# Summer



## J. (Jun 7, 2020)

With all the political stuff and debate I thought it might be fitting for us to have a more fun thread, what are y’all doing to during the summer?

Here’s me an @DevilDocJP beachin it up.


----------



## Kaldak (Jun 7, 2020)

I definitely see the resemblance!


----------



## SaintKP (Jun 7, 2020)

Few different things, I've started to become more active in the community either through volunteer work or talking with neighbors and seeing if they need help with anything. Diving head first back into cooking and I'm in love all over again. Currently doing a couch to 5k as well as body weight exercises, with the quarantine I've become a soft body. 

Debating on also getting a guitar, I've wanted to try and learn the flamenco style of guitar for a long time now but I've never pulled the trigger on one yet.


----------



## racing_kitty (Jun 7, 2020)

Tallish Child has her 16th birthday coming up, so we’re gonna escape for a couple of days. Toes in sand, appropriate beverages in hand, and just unplug for a minute


----------



## Ooh-Rah (Jun 7, 2020)

My work schedule goes into overdrive after July 4th and remains at full speed until Thanksgiving.

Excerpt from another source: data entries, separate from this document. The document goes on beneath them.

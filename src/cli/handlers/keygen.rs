// src/cli/handlers/keygen.rs

use crate::{cli::args::KeygenArgs, core::accounts::AccountFactory};
use anyhow::Result;

/// Prints `count` fresh accounts, one pretty JSON object each.
pub fn handle(args: KeygenArgs) -> Result<()> {
    let factory = AccountFactory::default();
    for _ in 0..args.count {
        let account = factory.create_account()?;
        println!("{}", serde_json::to_string_pretty(&account)?);
    }
    Ok(())
}
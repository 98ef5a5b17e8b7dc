// src/core/build_dirs.rs

use std::collections::BTreeSet;
use std::path::{Path, PathBuf};

/// The build directories a session is responsible for deleting at teardown.
/// Pure bookkeeping: nothing here touches the filesystem.
#[derive(Debug, Default, Clone)]
pub struct BuildDirs {
    dirs: BTreeSet<PathBuf>,
}

impl BuildDirs {
    /// An empty set.
    pub fn new() -> Self {
        Self::default()
    }

    /// Returns `true` if the path was not tracked yet.
    pub fn track(&mut self, dir: PathBuf) -> bool {
        self.dirs.insert(dir)
    }

    /// Returns `true` if the path was tracked.
    pub fn untrack(&mut self, dir: &Path) -> bool {
        self.dirs.remove(dir)
    }

    /// Whether `dir` is tracked.
    pub fn contains(&self, dir: &Path) -> bool {
        self.dirs.contains(dir)
    }

    /// Number of tracked directories.
    pub fn len(&self) -> usize {
        self.dirs.len()
    }

    /// `true` when nothing is tracked.
    pub fn is_empty(&self) -> bool {
        self.dirs.is_empty()
    }

    /// The tracked paths in sorted order, without removing them.
    pub fn snapshot(&self) -> Vec<PathBuf> {
        self.dirs.iter().cloned().collect()
    }

    /// Takes every tracked path out, leaving the set empty.
    pub fn drain(&mut self) -> Vec<PathBuf> {
        std::mem::take(&mut self.dirs).into_iter().collect()
    }
}

#[cfg(test)]
mod tests {
    use super::*;

    #[test]
    fn test_track_untrack_and_drain() {
        let mut dirs = BuildDirs::new();
        assert!(dirs.track(PathBuf::from("/pkg/a/build")));
        assert!(!dirs.track(PathBuf::from("/pkg/a/build")));
        assert!(dirs.track(PathBuf::from("/pkg/b/build")));
        assert_eq!(dirs.len(), 2);

        assert!(dirs.untrack(Path::new("/pkg/a/build")));
        assert!(!dirs.contains(Path::new("/pkg/a/build")));

        let drained = dirs.drain();
        assert_eq!(drained, vec![PathBuf::from("/pkg/b/build")]);
        assert!(dirs.is_empty());
        assert!(dirs.drain().is_empty());
    }
}
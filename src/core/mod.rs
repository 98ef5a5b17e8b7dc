// src/core/mod.rs

/// Ephemeral keypairs and address derivation.
pub mod accounts;
/// Build directory bookkeeping.
pub mod build_dirs;
/// Argument vectors for each toolchain command.
pub mod commands;
/// Configuration file and environment loading.
pub mod config_loader;
/// JSON envelope extraction.
pub mod envelope;
/// Turns command output into typed results.
pub mod interpreter;
/// `type:value` argument encoding.
pub mod move_args;
/// Session and build directory paths.
pub mod paths;
/// The session lifecycle.
pub mod session;
/// VM status decoding.
pub mod vm_status;
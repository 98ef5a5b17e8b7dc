//! # System Interaction Layer
//!
//! The boundary between session logic and the operating system.
//!
//! ## Modules
//!
//! - **`executor`**: spawns the toolchain binary with an explicit argument vector, captures
//!   both streams, and enforces the timeout and output ceiling. The `ProcessRunner` trait
//!   lets tests substitute a recording fake.

pub mod executor;
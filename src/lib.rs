//! Local test harness for Move packages: forks a live network into a disposable
//! session directory and drives the `aptos` CLI against it.

/// Argument parsing and handlers for the `movefork` binary.
pub mod cli;
/// Defaults and environment variable names.
pub mod constants;
/// Session logic, output interpretation and argument encoding.
pub mod core;
/// Plain data: configuration, operation options and results.
pub mod models;
/// Process execution.
pub mod system;

pub use crate::core::accounts::AccountFactory;
pub use crate::core::session::{Session, SessionError};
pub use crate::models::{Network, SessionConfig};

I rented a lake cabin for 3 nights next week in a remote part of MN.

No kids, no girlfriend, no pets. Just me, bourbon, and cigars. Cabin has a screen porch so no worries about rain or bugs.  

Can. Not.  Wait.


----------



## BloodStripe (Jun 7, 2020)

I think your old man can still take you.  🤣


----------



## x SF med (Jun 7, 2020)

Ooh-Rah said:


> My work schedule goes into overdrive after July 4th and remains at full speed until Thanksgiving.
> 
> I rented a lake cabin for 3 nights next week in a remote part of MN.
> 
> ...



Jealous....    wish I could escape people for a few days, or a week or a month....  I'm going into burn out mode with work and the situation in the world.


----------



## LimaPanther (Jun 7, 2020)

Since they cancelled the 2d Recon Association get together this month there goes my few days off to go to LeJeune. When you have 20 acres in the mountains you stay to busy to take off in the summer.


----------



## SOSTCRNA (Jun 7, 2020)

Ooh-Rah said:


> My work schedule goes into overdrive after July 4th and remains at full speed until Thanksgiving.
> 
> I rented a lake cabin for 3 nights next week in a remote part of MN.
> 
> ...


Heaven


----------



## J. (Jun 7, 2020)

BloodStripe said:


> I think your old man can still take you.  🤣



He definitely can.



racing_kitty said:


> Tallish Child has her 16th birthday coming up, so we’re gonna escape for a couple of days. Toes in sand, appropriate beverages in hand, and just unplug for a minute



It’s a good time, I’m spoiled by being able to go to a certain beach every week. It keeps me sane.



SaintKP said:


> Few different things, I've started to become more active in the community either through volunteer work or talking with neighbors and seeing if they need help with anything. Diving head first back into cooking and I'm in love all over again. Currently doing a couch to 5k as well as body weight exercises, with the quarantine I've become a soft body.
> 
> Debating on also getting a guitar, I've wanted to try and learn the flamenco style of guitar for a long time now but I've never pulled the trigger on one yet.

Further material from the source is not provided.